> **Available records**:

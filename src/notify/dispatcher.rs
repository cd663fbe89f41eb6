use super::{NotificationRequest, NotificationTransport};
use crate::error::DispatchError;
use async_trait::async_trait;
use log::{debug, info};
use std::sync::Arc;

/// Sends notifications through a transport, once, without retry.
#[derive(Clone)]
pub struct Dispatcher {
    transport: Arc<dyn NotificationTransport>,
}

impl Dispatcher {
    pub fn new(transport: Arc<dyn NotificationTransport>) -> Self {
        Self { transport }
    }

    /// Make a single delivery attempt for `request`.
    ///
    /// Failures are returned to the caller to log; the device state has
    /// already been committed, so a failed send is never repeated.
    pub async fn dispatch(&self, request: &NotificationRequest) -> Result<(), DispatchError> {
        debug!(
            "[Notify] Sending '{}' for {} to {}",
            request.body, request.subject, request.recipient
        );
        self.transport
            .send(&request.recipient, &request.subject, &request.body)
            .await
    }
}

/// Transport used with `--dry-run`: logs the notification and succeeds.
#[derive(Debug, Default)]
pub struct LogTransport;

#[async_trait]
impl NotificationTransport for LogTransport {
    async fn send(&self, recipient: &str, subject: &str, body: &str) -> Result<(), DispatchError> {
        info!(
            "[Notify] (dry run) To: {} Subject: {} Body: {}",
            recipient, subject, body
        );
        Ok(())
    }
}

#[cfg(test)]
mod tests {
    use super::*;
    use crate::notify::testing::RecordingTransport;

    fn request() -> NotificationRequest {
        NotificationRequest {
            recipient: "me@gmail.com".to_string(),
            subject: "mostert/motion/hall".to_string(),
            body: "Motion detected".to_string(),
        }
    }

    #[tokio::test]
    async fn test_dispatch_forwards_request() {
        let transport = Arc::new(RecordingTransport::default());
        let dispatcher = Dispatcher::new(transport.clone());

        dispatcher.dispatch(&request()).await.unwrap();
        assert_eq!(transport.sent(), vec![request()]);
    }

    #[tokio::test]
    async fn test_dispatch_failure_is_single_attempt() {
        let transport = Arc::new(RecordingTransport::failing());
        let dispatcher = Dispatcher::new(transport.clone());

        let err = dispatcher.dispatch(&request()).await.unwrap_err();
        assert!(matches!(err, DispatchError::Transport(_)));
        assert_eq!(transport.attempts(), 1);
        assert!(transport.sent().is_empty());
    }

    #[tokio::test]
    async fn test_log_transport_succeeds() {
        let dispatcher = Dispatcher::new(Arc::new(LogTransport));
        tokio_test::assert_ok!(dispatcher.dispatch(&request()).await);
    }
}
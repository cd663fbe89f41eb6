//! Outbound motion notifications.
//!
//! The [`Dispatcher`] hands each [`NotificationRequest`] to a
//! [`NotificationTransport`]: e-mail via [`SmtpTransport`] in production, or
//! [`LogTransport`] for dry runs.

mod dispatcher;
mod smtp;

pub use dispatcher::{Dispatcher, LogTransport};
pub use smtp::SmtpTransport;

use crate::error::DispatchError;
use async_trait::async_trait;

/// A single alert produced by a motion transition.
#[derive(Debug, Clone, PartialEq, Eq)]
pub struct NotificationRequest {
    pub recipient: String,
    /// Device id the transition happened on.
    pub subject: String,
    pub body: String,
}

/// Delivers a notification to a recipient.
#[async_trait]
pub trait NotificationTransport: Send + Sync {
    async fn send(&self, recipient: &str, subject: &str, body: &str) -> Result<(), DispatchError>;
}

#[cfg(test)]
pub mod testing {
    use super::*;
    use parking_lot::Mutex;
    use std::collections::HashMap;
    use std::sync::atomic::{AtomicBool, AtomicUsize, Ordering};
    use std::time::Duration;

    /// Transport that records every request and can be told to fail.
    #[derive(Default)]
    pub struct RecordingTransport {
        sent: Mutex<Vec<NotificationRequest>>,
        attempts: AtomicUsize,
        fail: AtomicBool,
        delays: Mutex<HashMap<String, Duration>>,
    }

    impl RecordingTransport {
        pub fn failing() -> Self {
            let transport = Self::default();
            transport.set_failing(true);
            transport
        }

        pub fn set_failing(&self, fail: bool) {
            self.fail.store(fail, Ordering::SeqCst);
        }

        /// Hold every send with this body for `delay` before recording it.
        pub fn delay_body(&self, body: &str, delay: Duration) {
            self.delays.lock().insert(body.to_string(), delay);
        }

        /// Successfully delivered requests, in order.
        pub fn sent(&self) -> Vec<NotificationRequest> {
            self.sent.lock().clone()
        }

        /// Delivery attempts, including failed ones.
        pub fn attempts(&self) -> usize {
            self.attempts.load(Ordering::SeqCst)
        }
    }

    #[async_trait]
    impl NotificationTransport for RecordingTransport {
        async fn send(
            &self,
            recipient: &str,
            subject: &str,
            body: &str,
        ) -> Result<(), DispatchError> {
            self.attempts.fetch_add(1, Ordering::SeqCst);
            let delay = self.delays.lock().get(body).copied();
            if let Some(delay) = delay {
                tokio::time::sleep(delay).await;
            }
            if self.fail.load(Ordering::SeqCst) {
                return Err(DispatchError::Transport("connection refused".to_string()));
            }
            self.sent.lock().push(NotificationRequest {
                recipient: recipient.to_string(),
                subject: subject.to_string(),
                body: body.to_string(),
            });
            Ok(())
        }
    }
}
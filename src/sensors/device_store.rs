//! Last observed motion value per device.
//!
//! Entries are created on first sighting and never evicted; the store grows
//! with the number of distinct topics seen during the process lifetime.

use parking_lot::Mutex;
use std::collections::HashMap;

/// Thread-safe map from device id to its last motion value.
///
/// A single mutex guards the whole map. No I/O happens while it is held.
#[derive(Debug, Default)]
pub struct DeviceStateStore {
    devices: Mutex<HashMap<String, i64>>,
}

impl DeviceStateStore {
    pub fn new() -> Self {
        Self::default()
    }

    /// Last motion value for `device_id`, or `None` if never seen.
    pub fn get(&self, device_id: &str) -> Option<i64> {
        self.devices.lock().get(device_id).copied()
    }

    /// Unconditionally overwrite the value for `device_id`.
    pub fn set(&self, device_id: &str, motion: i64) {
        self.devices.lock().insert(device_id.to_string(), motion);
    }

    /// Store `motion` and return the previous value in one critical section.
    pub fn replace(&self, device_id: &str, motion: i64) -> Option<i64> {
        let mut devices = self.devices.lock();
        match devices.get_mut(device_id) {
            Some(value) => Some(std::mem::replace(value, motion)),
            None => {
                devices.insert(device_id.to_string(), motion);
                None
            }
        }
    }

    pub fn len(&self) -> usize {
        self.devices.lock().len()
    }

    pub fn is_empty(&self) -> bool {
        self.devices.lock().is_empty()
    }
}
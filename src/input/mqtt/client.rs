//! MQTT client wrapper delivering raw sensor payloads.

use crate::config::MqttConfig;
use log::{debug, error, info, warn};
use rumqttc::{AsyncClient, Event, EventLoop, MqttOptions, Outgoing, Packet, QoS};
use std::time::Duration;
use tokio::sync::{mpsc, oneshot};
use tokio_util::sync::CancellationToken;

/// Upper bound on flushing DISCONNECT during shutdown.
const DISCONNECT_TIMEOUT: Duration = Duration::from_secs(1);

/// Message received from the MQTT broker.
#[derive(Debug, Clone, PartialEq, Eq)]
pub struct MqttMessage {
    pub topic: String,
    pub payload: Vec<u8>,
}

impl MqttMessage {
    pub fn new(topic: impl Into<String>, payload: impl Into<Vec<u8>>) -> Self {
        Self {
            topic: topic.into(),
            payload: payload.into(),
        }
    }
}

/// MQTT client that forwards every publish on its subscriptions to a channel.
pub struct MqttClient {
    client: AsyncClient,
    event_loop: EventLoop,
    subscriptions: Vec<String>,
}

impl MqttClient {
    /// Create a new MQTT client from configuration.
    pub fn new(config: &MqttConfig) -> Self {
        let mut options =
            MqttOptions::new(&config.client_id, &config.broker_host, config.broker_port);
        options.set_keep_alive(Duration::from_secs(30));

        if let (Some(username), Some(password)) = (&config.username, &config.password) {
            options.set_credentials(username, password);
        }

        let (client, event_loop) = AsyncClient::new(options, 100);

        Self {
            client,
            event_loop,
            subscriptions: Vec::new(),
        }
    }

    /// Register a topic filter, subscribed at QoS 1 on every (re)connect.
    pub fn add_subscription(&mut self, topic: impl Into<String>) {
        self.subscriptions.push(topic.into());
    }

    fn resubscribe(&self) {
        for topic in &self.subscriptions {
            match self.client.try_subscribe(topic, QoS::AtLeastOnce) {
                Ok(()) => info!("[MQTT] Subscribed to topic: {}", topic),
                Err(e) => warn!("[MQTT] Failed to subscribe to {}: {:?}", topic, e),
            }
        }
    }

    /// Send DISCONNECT and keep polling until it has been written out.
    async fn disconnect(&mut self) {
        if let Err(e) = self.client.try_disconnect() {
            debug!("[MQTT] Disconnect request failed: {:?}", e);
            return;
        }

        let flushed = tokio::time::timeout(DISCONNECT_TIMEOUT, async {
            loop {
                match self.event_loop.poll().await {
                    Ok(Event::Outgoing(Outgoing::Disconnect)) => return true,
                    Ok(_) => {}
                    Err(e) => {
                        debug!("[MQTT] Connection error while disconnecting: {:?}", e);
                        return false;
                    }
                }
            }
        })
        .await;

        match flushed {
            Ok(true) => info!("[MQTT] Disconnected from broker"),
            Ok(false) => {}
            Err(_) => warn!(
                "[MQTT] Disconnect not sent within {:?}",
                DISCONNECT_TIMEOUT
            ),
        }
    }

    /// Run the MQTT event loop and forward publishes to `tx`.
    ///
    /// `connected` fires on the first CONNACK. The loop ends when `shutdown`
    /// is cancelled or the receiving side of `tx` is dropped; the broker
    /// connection is closed on the way out.
    pub async fn run(
        mut self,
        tx: mpsc::Sender<MqttMessage>,
        mut connected: Option<oneshot::Sender<()>>,
        shutdown: CancellationToken,
    ) {
        info!("[MQTT] Starting event loop");
        let mut online = false;

        loop {
            let event = tokio::select! {
                _ = shutdown.cancelled() => break,
                event = self.event_loop.poll() => event,
            };

            match event {
                Ok(Event::Incoming(Packet::ConnAck(_))) => {
                    info!("[MQTT] Connected to broker");
                    online = true;
                    self.resubscribe();
                    if let Some(signal) = connected.take() {
                        let _ = signal.send(());
                    }
                }
                Ok(Event::Incoming(Packet::Publish(publish))) => {
                    debug!(
                        "[MQTT] Received {} bytes on {}",
                        publish.payload.len(),
                        publish.topic
                    );
                    let msg = MqttMessage {
                        topic: publish.topic,
                        payload: publish.payload.to_vec(),
                    };
                    if tx.send(msg).await.is_err() {
                        error!("[MQTT] Message channel closed");
                        break;
                    }
                }
                Ok(_) => {}
                Err(e) => {
                    error!("[MQTT] Connection error: {:?}", e);
                    online = false;
                    tokio::select! {
                        _ = shutdown.cancelled() => break,
                        _ = tokio::time::sleep(Duration::from_secs(5)) => {}
                    }
                }
            }
        }

        if online {
            self.disconnect().await;
        }
        info!("[MQTT] Event loop stopped");
    }
}

#[cfg(test)]
mod tests {
    use super::*;
    use tokio::io::{AsyncReadExt, AsyncWriteExt};
    use tokio::net::{TcpListener, TcpStream};

    fn config() -> MqttConfig {
        config_for_port(1)
    }

    fn config_for_port(broker_port: u16) -> MqttConfig {
        MqttConfig {
            broker_host: "127.0.0.1".to_string(),
            broker_port,
            client_id: "rook_test".to_string(),
            username: Some("foo".to_string()),
            password: Some("bar".to_string()),
        }
    }

    #[test]
    fn test_message_new() {
        let msg = MqttMessage::new("mostert/motion/hall", &b"{\"Motion\":1}"[..]);
        assert_eq!(msg.topic, "mostert/motion/hall");
        assert_eq!(msg.payload, b"{\"Motion\":1}".to_vec());
    }

    #[tokio::test]
    async fn test_run_stops_on_shutdown() {
        let mut client = MqttClient::new(&config());
        client.add_subscription("mostert/motion/#");

        let (tx, _rx) = mpsc::channel(4);
        let shutdown = CancellationToken::new();
        let handle = tokio::spawn(client.run(tx, None, shutdown.clone()));

        shutdown.cancel();
        tokio::time::timeout(Duration::from_secs(5), handle)
            .await
            .expect("event loop did not stop")
            .unwrap();
    }

    /// Read one MQTT control packet and return its first header byte.
    async fn read_packet(socket: &mut TcpStream) -> u8 {
        let header = socket.read_u8().await.unwrap();
        let mut remaining = 0usize;
        let mut shift = 0;
        loop {
            let byte = socket.read_u8().await.unwrap();
            remaining |= ((byte & 0x7f) as usize) << shift;
            if byte & 0x80 == 0 {
                break;
            }
            shift += 7;
        }
        let mut body = vec![0; remaining];
        socket.read_exact(&mut body).await.unwrap();
        header
    }

    #[tokio::test]
    async fn test_shutdown_sends_disconnect() {
        let listener = TcpListener::bind("127.0.0.1:0").await.unwrap();
        let port = listener.local_addr().unwrap().port();

        let broker = tokio::spawn(async move {
            let (mut socket, _) = listener.accept().await.unwrap();
            assert_eq!(read_packet(&mut socket).await, 0x10);
            socket.write_all(&[0x20, 0x02, 0x00, 0x00]).await.unwrap();

            let mut rest = Vec::new();
            let _ = socket.read_to_end(&mut rest).await;
            rest
        });

        let client = MqttClient::new(&config_for_port(port));
        let (tx, _rx) = mpsc::channel(4);
        let (connected_tx, connected_rx) = oneshot::channel();
        let shutdown = CancellationToken::new();
        let handle = tokio::spawn(client.run(tx, Some(connected_tx), shutdown.clone()));

        tokio::time::timeout(Duration::from_secs(5), connected_rx)
            .await
            .expect("no CONNACK")
            .unwrap();
        shutdown.cancel();
        tokio::time::timeout(Duration::from_secs(5), handle)
            .await
            .expect("event loop did not stop")
            .unwrap();

        let rest = tokio::time::timeout(Duration::from_secs(5), broker)
            .await
            .expect("broker did not see the connection close")
            .unwrap();
        assert!(
            rest.windows(2).any(|w| w == [0xe0, 0x00]),
            "no DISCONNECT in {:02x?}",
            rest
        );
    }
}
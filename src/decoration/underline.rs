use crate::canvas::{Canvas, Stroke};
use crate::decoration::TextDecorationStyle;
use crate::geometry::Point;
use crate::options::{Direction, DrawOptions};

const DASHED: [f32; 2] = [3.0, 1.0];
const DOTTED: [f32; 2] = [1.0, 1.0];
/// Gap between the two strokes of a double underline, before scaling.
const DOUBLE_SPACING: f32 = 3.0;

pub struct Underline {
    scale: f32,
    direction: Direction,
    color: String,
}

impl Underline {
    pub fn new(options: &DrawOptions) -> Self {
        Self {
            scale: options.scale,
            direction: options.direction,
            color: options.underline_color.clone(),
        }
    }

    /// Underlines `width` pixels starting at `x`, below the baseline `y`.
    ///
    /// `color` overrides the configured underline color.
    pub fn render(
        &self,
        canvas: &mut dyn Canvas,
        x: f32,
        y: f32,
        width: f32,
        color: Option<&str>,
        style: TextDecorationStyle,
    ) {
        let x = if self.direction.is_rtl() { x - width } else { x };
        // snapped to the pixel center so a 1px line stays 1px
        let y = (y + 2.0 * self.scale).floor() + 0.5;
        let color = color.unwrap_or(self.color.as_str());

        match style {
            TextDecorationStyle::Solid => self.draw_line(canvas, x, y, width, color, &[]),
            TextDecorationStyle::Dashed => self.draw_line(canvas, x, y, width, color, &DASHED),
            TextDecorationStyle::Dotted => self.draw_line(canvas, x, y, width, color, &DOTTED),
            TextDecorationStyle::Double => self.draw_double(canvas, x, y, width, color),
            TextDecorationStyle::Wavy => self.draw_wave(canvas, x, y, width, color),
        }
    }

    fn draw_line(&self, canvas: &mut dyn Canvas, x: f32, y: f32, width: f32, color: &str, dash: &[f32]) {
        let points = [Point::new(x, y), Point::new(x + width, y)];
        canvas.stroke_path(&points, &Stroke::dashed(color, self.scale, dash));
    }

    fn draw_double(&self, canvas: &mut dyn Canvas, x: f32, y: f32, width: f32, color: &str) {
        let second_y = y + DOUBLE_SPACING * self.scale;
        self.draw_line(canvas, x, y, width, color, &[]);
        self.draw_line(canvas, x, second_y, width, color, &[]);
    }

    /// One sample per pixel of `amplitude * sin(frequency * dx)`.
    fn draw_wave(&self, canvas: &mut dyn Canvas, x: f32, y: f32, width: f32, color: &str) {
        let amplitude = 1.2 * self.scale;
        let frequency = 1.0 / self.scale;
        let baseline = y + 2.0 * amplitude;

        let samples = width.max(0.0).ceil() as usize;
        let points: Vec<Point> = (0..samples)
            .map(|dx| {
                let dx = dx as f32;
                Point::new(x + dx, baseline + amplitude * (frequency * dx).sin())
            })
            .collect();
        canvas.stroke_path(&points, &Stroke::solid(color, self.scale));
    }
}
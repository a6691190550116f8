use palette::Srgb;

use crate::canvas::{Canvas, Stroke};
use crate::font_book::FontBook;
use crate::geometry::{Point, Rect};

/// Parses `"#RRGGBB"`, `"#RGB"` or a CSS color name.
///
/// Anything else paints black and logs a warning.
pub fn parse_color(color: &str) -> Srgb<u8> {
    let trimmed = color.trim();
    let parsed = match trimmed.strip_prefix('#') {
        Some(hex) => hex.parse::<Srgb<u8>>().ok(),
        None => palette::named::from_str(&trimmed.to_ascii_lowercase()),
    };

    parsed.unwrap_or_else(|| {
        log::warn!("Unsupported color {:?}, painting black", color);
        Srgb::new(0, 0, 0)
    })
}

/// Software RGBA8 canvas.
///
/// Pixels are arranged in row-major order with the origin at the top-left.
/// Text is rasterized with the fonts of the borrowed [`FontBook`]; drawing
/// outside the bitmap is clipped.
pub struct BitmapCanvas<'a> {
    fonts: &'a FontBook,
    width: usize,
    height: usize,
    pixels: Vec<[u8; 4]>,
}

impl<'a> BitmapCanvas<'a> {
    /// Creates a fully transparent canvas.
    pub fn new(fonts: &'a FontBook, width: usize, height: usize) -> Self {
        Self {
            fonts,
            width,
            height,
            pixels: vec![[0; 4]; width.saturating_mul(height)],
        }
    }

    pub fn width(&self) -> usize {
        self.width
    }

    pub fn height(&self) -> usize {
        self.height
    }

    pub fn pixels(&self) -> &[[u8; 4]] {
        &self.pixels
    }

    pub fn pixel(&self, x: usize, y: usize) -> Option<[u8; 4]> {
        if x >= self.width || y >= self.height {
            return None;
        }
        Some(self.pixels[y * self.width + x])
    }

    pub fn into_pixels(self) -> Vec<[u8; 4]> {
        self.pixels
    }

    /// Composites `color` over the pixel at `(x, y)` with the given coverage.
    fn blend(&mut self, x: isize, y: isize, color: Srgb<u8>, coverage: f32) {
        if x < 0 || y < 0 || x as usize >= self.width || y as usize >= self.height {
            return;
        }
        let alpha = coverage.clamp(0.0, 1.0);
        if alpha == 0.0 {
            return;
        }

        let pixel = &mut self.pixels[y as usize * self.width + x as usize];
        let mix = |dst: u8, src: u8| (dst as f32 + (src as f32 - dst as f32) * alpha).round() as u8;
        pixel[0] = mix(pixel[0], color.red);
        pixel[1] = mix(pixel[1], color.green);
        pixel[2] = mix(pixel[2], color.blue);
        pixel[3] = mix(pixel[3], 255);
    }

    /// Paints a square pen of side `pen` centered on `center`.
    fn stamp(&mut self, center: Point, pen: f32, color: Srgb<u8>) {
        let half = (pen / 2.0).max(0.5);
        let x0 = (center.x - half).floor() as isize;
        let x1 = (center.x + half).ceil() as isize;
        let y0 = (center.y - half).floor() as isize;
        let y1 = (center.y + half).ceil() as isize;
        for y in y0..y1 {
            for x in x0..x1 {
                self.blend(x, y, color, 1.0);
            }
        }
    }
}

/// Whether a point `distance` along the path falls on an "on" dash segment.
fn dash_is_on(dash: &[f32], distance: f32) -> bool {
    let period: f32 = dash.iter().sum();
    if dash.is_empty() || period <= 0.0 {
        return true;
    }

    let mut remaining = distance % period;
    for (index, length) in dash.iter().enumerate() {
        if remaining < *length {
            return index % 2 == 0;
        }
        remaining -= length;
    }
    true
}

impl Canvas for BitmapCanvas<'_> {
    fn fill_text(&mut self, text: &str, origin: Point, font: &str, color: &str) {
        let Some(resolved) = self.fonts.resolve(font) else {
            return;
        };
        let color = parse_color(color);
        let px = resolved.size;

        let mut pen_x = origin.x;
        let mut previous: Option<char> = None;
        for ch in text.chars() {
            if let Some(left) = previous {
                pen_x += resolved.font.horizontal_kern(left, ch, px).unwrap_or(0.0);
            }
            let (metrics, coverage) = resolved.font.rasterize(ch, px);
            previous = Some(ch);

            if metrics.width > 0 && metrics.height > 0 {
                // bitmap rows start at the glyph's top edge, the origin is on the baseline
                let left = (pen_x + metrics.xmin as f32).floor() as isize;
                let top = (origin.y - (metrics.ymin as f32 + metrics.height as f32)).floor() as isize;
                for row in 0..metrics.height {
                    for col in 0..metrics.width {
                        let alpha = coverage[row * metrics.width + col];
                        if alpha == 0 {
                            continue;
                        }
                        self.blend(
                            left + col as isize,
                            top + row as isize,
                            color,
                            alpha as f32 / 255.0,
                        );
                    }
                }
            }

            pen_x += metrics.advance_width;
        }
    }

    fn stroke_path(&mut self, points: &[Point], stroke: &Stroke<'_>) {
        let color = parse_color(stroke.color);
        let mut travelled = 0.0;

        for segment in points.windows(2) {
            let (from, to) = (segment[0], segment[1]);
            let length = (to - from).length();
            // two samples per pixel keeps diagonal strokes gap-free
            let steps = (length * 2.0).ceil().max(1.0) as usize;
            for step in 0..=steps {
                let t = step as f32 / steps as f32;
                if dash_is_on(stroke.dash, travelled + length * t) {
                    self.stamp(from.lerp(to, t), stroke.width, color);
                }
            }
            travelled += length;
        }
    }

    fn fill_rect(&mut self, rect: Rect, color: &str, alpha: f32) {
        let color = parse_color(color);
        let x0 = rect.min_x().floor() as isize;
        let x1 = rect.max_x().ceil() as isize;
        let y0 = rect.min_y().floor() as isize;
        let y1 = rect.max_y().ceil() as isize;
        for y in y0..y1 {
            for x in x0..x1 {
                self.blend(x, y, color, alpha);
            }
        }
    }
}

> **Problem**: In the listing above, locate the line containing "remaining -= length;" and the line containing "let left = (pen_x". Transcribe those two lines and everything between them, exactly as written.

> **Output below**:
        remaining -= length;
    }
    true
}

impl Canvas for BitmapCanvas<'_> {
    fn fill_text(&mut self, text: &str, origin: Point, font: &str, color: &str) {
        let Some(resolved) = self.fonts.resolve(font) else {
            return;
        };
        let color = parse_color(color);
        let px = resolved.size;

        let mut pen_x = origin.x;
        let mut previous: Option<char> = None;
        for ch in text.chars() {
            if let Some(left) = previous {
                pen_x += resolved.font.horizontal_kern(left, ch, px).unwrap_or(0.0);
            }
            let (metrics, coverage) = resolved.font.rasterize(ch, px);
            previous = Some(ch);

            if metrics.width > 0 && metrics.height > 0 {
                // bitmap rows start at the glyph's top edge, the origin is on the baseline
                let left = (pen_x + metrics.xmin as f32).floor() as isize;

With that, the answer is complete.